0
votes

I'm attempting to use removeWords in the R tm package using the following code:

docs <- tm_map(docs, removeWords, stopwords("english")) 

and I get the following error message:

Error in sort (words, decreasing = TRUE) :
   argument "words" is missing, with no default

All of the other transformations I've attempted on my corpus have worked as intended (tolower, removeNumbers, stripWhitespace, removePunctuation etc...) but I can not get removeWords to work properly, and can not find anything online about this particular error message.

I'd very much appreciate any insight into what might be causing this error.

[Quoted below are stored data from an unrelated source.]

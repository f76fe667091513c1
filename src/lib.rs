//! # DataViz
//!
//! Pure chart-rendering core for line and bar charts.
//!
//! A render call takes a [`Dataset`](data::Dataset) plus
//! [`ChartOptions`](chart::ChartOptions) and returns an immutable
//! [`RenderTree`](render::RenderTree) together with one hit region per data
//! point. Nothing is drawn and nothing global is touched: identical inputs
//! give identical trees, and each chart owns its own tooltip state.
//!
//! ## Pipeline
//!
//! - **Layout**: outer size minus margins gives the plot area
//! - **Scales**: linear x (line) or banded x (bar), linear y with 10% headroom
//! - **Axes**: nice ticks, rotated bottom labels, optional axis titles
//! - **Geometry**: one polyline or one rectangle per point
//! - **Interaction**: hit strips, hover state machine, tooltip events
//!
//! ## Quick Start
//!
//! ```rust
//! use dataviz::prelude::*;
//!
//! let data = Dataset::from_labels(&[("a", 10.0), ("b", 20.0)]);
//! let chart = ChartComposer::default()
//!     .render_bar_chart(&data, &ChartOptions::default().title("Totals"))?;
//!
//! let mut hover = chart.interaction();
//! let pointer = chart.hit_regions[1].anchor.offset(chart.plot_origin);
//! let events = hover.handle(PointerEvent::Move(pointer));
//! assert_eq!(events.len(), 1);
//!
//! let svg = SvgEncoder::new().render(&chart.tree);
//! assert!(svg.contains("Totals"));
//! # Ok::<(), dataviz::Error>(())
//! ```

#![warn(missing_docs)]
// Allow unwrap() in tests only
#![cfg_attr(test, allow(clippy::unwrap_used))]
// Allow common patterns in graphics/visualization code
#![allow(clippy::cast_possible_truncation)]
#![allow(clippy::cast_sign_loss)]
#![allow(clippy::cast_precision_loss)]
#![allow(clippy::module_name_repetitions)]
#![allow(clippy::doc_markdown)]

// ============================================================================
// Core Modules
// ============================================================================

/// Color type and hex parsing.
pub mod color;

/// Geometric primitives (points, rectangles).
pub mod geometry;

/// Input records and datasets.
pub mod data;

/// Outer size, margins and plot area.
pub mod layout;

/// Scale functions for data-to-pixel mappings.
pub mod scale;

/// Chart configuration (YAML).
pub mod config;

// ============================================================================
// Chart Modules
// ============================================================================

/// Axis ticks, labels and titles.
pub mod axis;

/// Line and bar geometry generators.
pub mod plots;

/// Hit regions, hover state and tooltip events.
pub mod interaction;

/// Chart composition.
pub mod chart;

// ============================================================================
// Rendering Modules
// ============================================================================

/// Immutable render tree.
pub mod render;

/// Output encoders (SVG).
pub mod output;

// ============================================================================
// Error Types
// ============================================================================

/// Error types for chart construction.
pub mod error;

pub use error::{ConfigurationError, Error, Result};

// ============================================================================
// Prelude
// ============================================================================

/// Commonly used types and traits for convenient imports.
///
/// ```rust
/// use dataviz::prelude::*;
/// ```
pub mod prelude {
    pub use crate::chart::{ChartComposer, ChartKind, ChartOptions, RenderedChart};
    pub use crate::color::Rgba;
    pub use crate::config::ChartConfig;
    pub use crate::data::{DataPoint, Dataset, XValue};
    pub use crate::error::{ConfigurationError, Error, Result};
    pub use crate::geometry::{Point, Rect};
    pub use crate::interaction::{InteractionLayer, PointerEvent, TooltipEvent};
    pub use crate::layout::{Layout, Margins};
    pub use crate::output::SvgEncoder;
    pub use crate::plots::Curve;
    pub use crate::render::{Node, RenderTree};
    pub use crate::scale::{BandScale, LinearScale, Scale};
}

Edit: My corpus consists of html documents all located in the same folder. The code I'm using to test the removeWords transformation is as follows:

setwd(“C:/folder”)
library(RCurl)
library(XML)
library (tm)
library (SnowballC)
docs <- Corpus(DirSource(“C:/folder”))
docs <- tm_map(docs, removePunctuation)
docs <- tm_map(docs, tolower)
docs <- tm_map(docs, removeNumbers)
docs <- tm_map(docs, removeWords, stopwords(“english”))
1
Using the built in sample data, this seems to work data(crude); tm_map(crude, removeWords, stopwords("english")). You should provide some sort of reproducible example to make it clear how your situation is different. What you have provided should work. Perhaps provide the version information from sessionInfo(). - MrFlick
Thanks MrFlick - I've edited the original post. - ChrisB
Well, that doesn't really help with reproducibiolity since it relies on files only on your machine. But i'd guess the problem might be with tolower. Try docs <- tm_map(docs , content_transformer(tolower)). Also I assume removePucntuation is just a typo? - MrFlick
Still the same error message after using content_transformer(tolower). And yeah, that was just a typo. Regarding a reproducible example, the code has worked for me on simple test data, but the issue pops up when I apply it to the corpus of html documents. - ChrisB
Well, then that error doesn't make a lot of sense. Maybe try just one document. Try the smallest possible document. Unless the error is reproducible, it's not going to be easy to help you. Maybe include the traceback() and verify the value of class(docs) before running removeWords. Also i assume you are using tm_map and not tm_maps has you've typed. It's important that the code you share accurately reflects what you are actually running -- that's the whole point! - MrFlick

1 Answers

0
votes

Try adding words to remove words function.

Example:

corpus = tm_map(corpus, removeWords, c("apple", stopwords("english")))